To gain additional insights into age-related biological pathways, we performed enrichment analyses. Enrichment analysis of genes adjacent to age-related CpGs in tissue types with sufficiently large sample size, and also the shared 61 CpGs, revealed the potential involvement of several canonical pathways that are known to be related to the biology of aging. These include regulation of telomerase, FOXA1-related pathway, mitochondrial function and Wnt signaling. Other pathways highlighted were mostly related to regulation of transcription in general. This is consistent with the results of gene ontology (GO) analysis in which DNA binding featured prominently amongst other processes (Fig. 3 and Supplementary Table 3). Furthermore, the genes proximal to hypermethylated age-related CpGs are locations of H3K27Me3 marks, polycomb protein EED binding sites and PRC2 targets. It is acknowledged that CpG methylation can also influence expression of more distal genes. The absence of any means to identify these genes, however, precludes their analysis.
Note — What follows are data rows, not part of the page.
//! The Raft network interface.

use anyhow::Result;
use async_trait::async_trait;

use crate::raft::AppendEntriesRequest;
use crate::raft::AppendEntriesResponse;
use crate::raft::InstallSnapshotRequest;
use crate::raft::InstallSnapshotResponse;
use crate::raft::TimeoutNowRequest;
use crate::raft::TimeoutNowResponse;
use crate::raft::VoteRequest;
use crate::raft::VoteResponse;
use crate::AppData;
use crate::NodeId;

/// A trait defining the interface for a Raft network between cluster members.
///
/// Typically, the network implementation as such will be hidden behind a `Box<T>` or `Arc<T>`
/// and this interface implemented on the `Box<T>` or `Arc<T>`. Addresses for reaching target
/// nodes come from the cluster membership configuration, which the application observes through
/// the metrics stream.
///
/// A result of `Err(_)` from any of these methods stands for "no connection": the engine treats
/// it as a transient condition and retries on its own schedule.
#[async_trait]
pub trait RaftNetwork<D>: Send + Sync + 'static
where D: AppData
{
    /// Send an AppendEntries RPC to the target Raft node (§5).
    async fn send_append_entries(&self, target: NodeId, rpc: AppendEntriesRequest<D>) -> Result<AppendEntriesResponse>;

    /// Send a RequestVote RPC to the target Raft node (§5).
    async fn send_vote(&self, target: NodeId, rpc: VoteRequest) -> Result<VoteResponse>;

    /// Send an InstallSnapshot RPC to the target Raft node (§7).
    async fn send_install_snapshot(&self, target: NodeId, rpc: InstallSnapshotRequest) -> Result<InstallSnapshotResponse>;

    /// Send a TimeoutNow RPC to the target Raft node, forcing an immediate election.
    async fn send_timeout_now(&self, target: NodeId, rpc: TimeoutNowRequest) -> Result<TimeoutNowResponse>;
}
Fig. 3: Enrichment analysis of age effects on methylation levels in NMR tissues.
figure 3

We used GREAT52 with a human Hg19 background. To protect against biases, we chose a suitable background in the enrichment test. Specifically, the background was defined as the set of 14,764 CpGs that could be mapped to the same gene in both species (NMR and human). We report the top three enriched terms/pathways for each category (canonical pathways, diseases, gene ontology, human/mouse phenotypes, promoter motifs and molecular signatures database) that were significant at a nominal (uncorrected) GREAT test P < 10−10.

Fig. 4: Skin methylation data from the NMR, mouse and human.
figure 4

a, Manhattan plots of DNA methylation aging loci in NMR, human and mouse. The red line in the Manhattan plot indicates P < 10−5. The analysis was limited to 11,814 probes that aligned to orthologous genes in all three species. Sample sizes: NMR, 104; mouse, 42; and human, 72. The red line in the Manhattan plot indicates P < 10−5. The EWAS was done by a Pearson correlation test of DNAm and age for each species. b, Venn diagram of the overlap of significant CpGs (P < 10−4) in three species. c,d, Aging effects on cytosine methylation in the NMR (x axis) versus those in mouse (n = 42 mouse skin samples) (c) and human (d). Each dot corresponds to a cytosine. Each axis reports the Z statistics resulting from applying the Fisher z-transformation to the Pearson correlation coefficient between cytosine methylation and age in the respective species. A positive or negative value of the Z statistics corresponds to an age-related increase or decrease, respectively. The highlighted CpGs (red color) correspond to cytosines with distinct aging patterns in the NMR compared with the other species. e, Select CpGs with divergent aging patterns in NMR compared with the other two species. The red dots and red regression line correspond to NMR samples. Blue and green dots correspond to mouse and human skin samples, respectively. R, Pearson correlation coefficient; P, correlation test P value.

Transcriptomic and proteomic data in liver

Since age-related methylation changes do not overlap with age-related transcriptomic changes in human bulk tissue16,17, we hypothesized that the same applies to the NMR. To test this hypothesis, we intersected genes implicated by our EWAS of age in liver with age-related genes implicated by transcriptomic and proteomic studies of NMR liver samples (n = 6)18. While our EWAS implicated 1,076 genes (Wald test false discovery rate (FDR) = 10−4, nominal P < 10−5), transcriptional data implicated 4,287 age-related genes (FDR = 0.05) and the proteomic data implicated 484 age-related genes (FDR = 0.05).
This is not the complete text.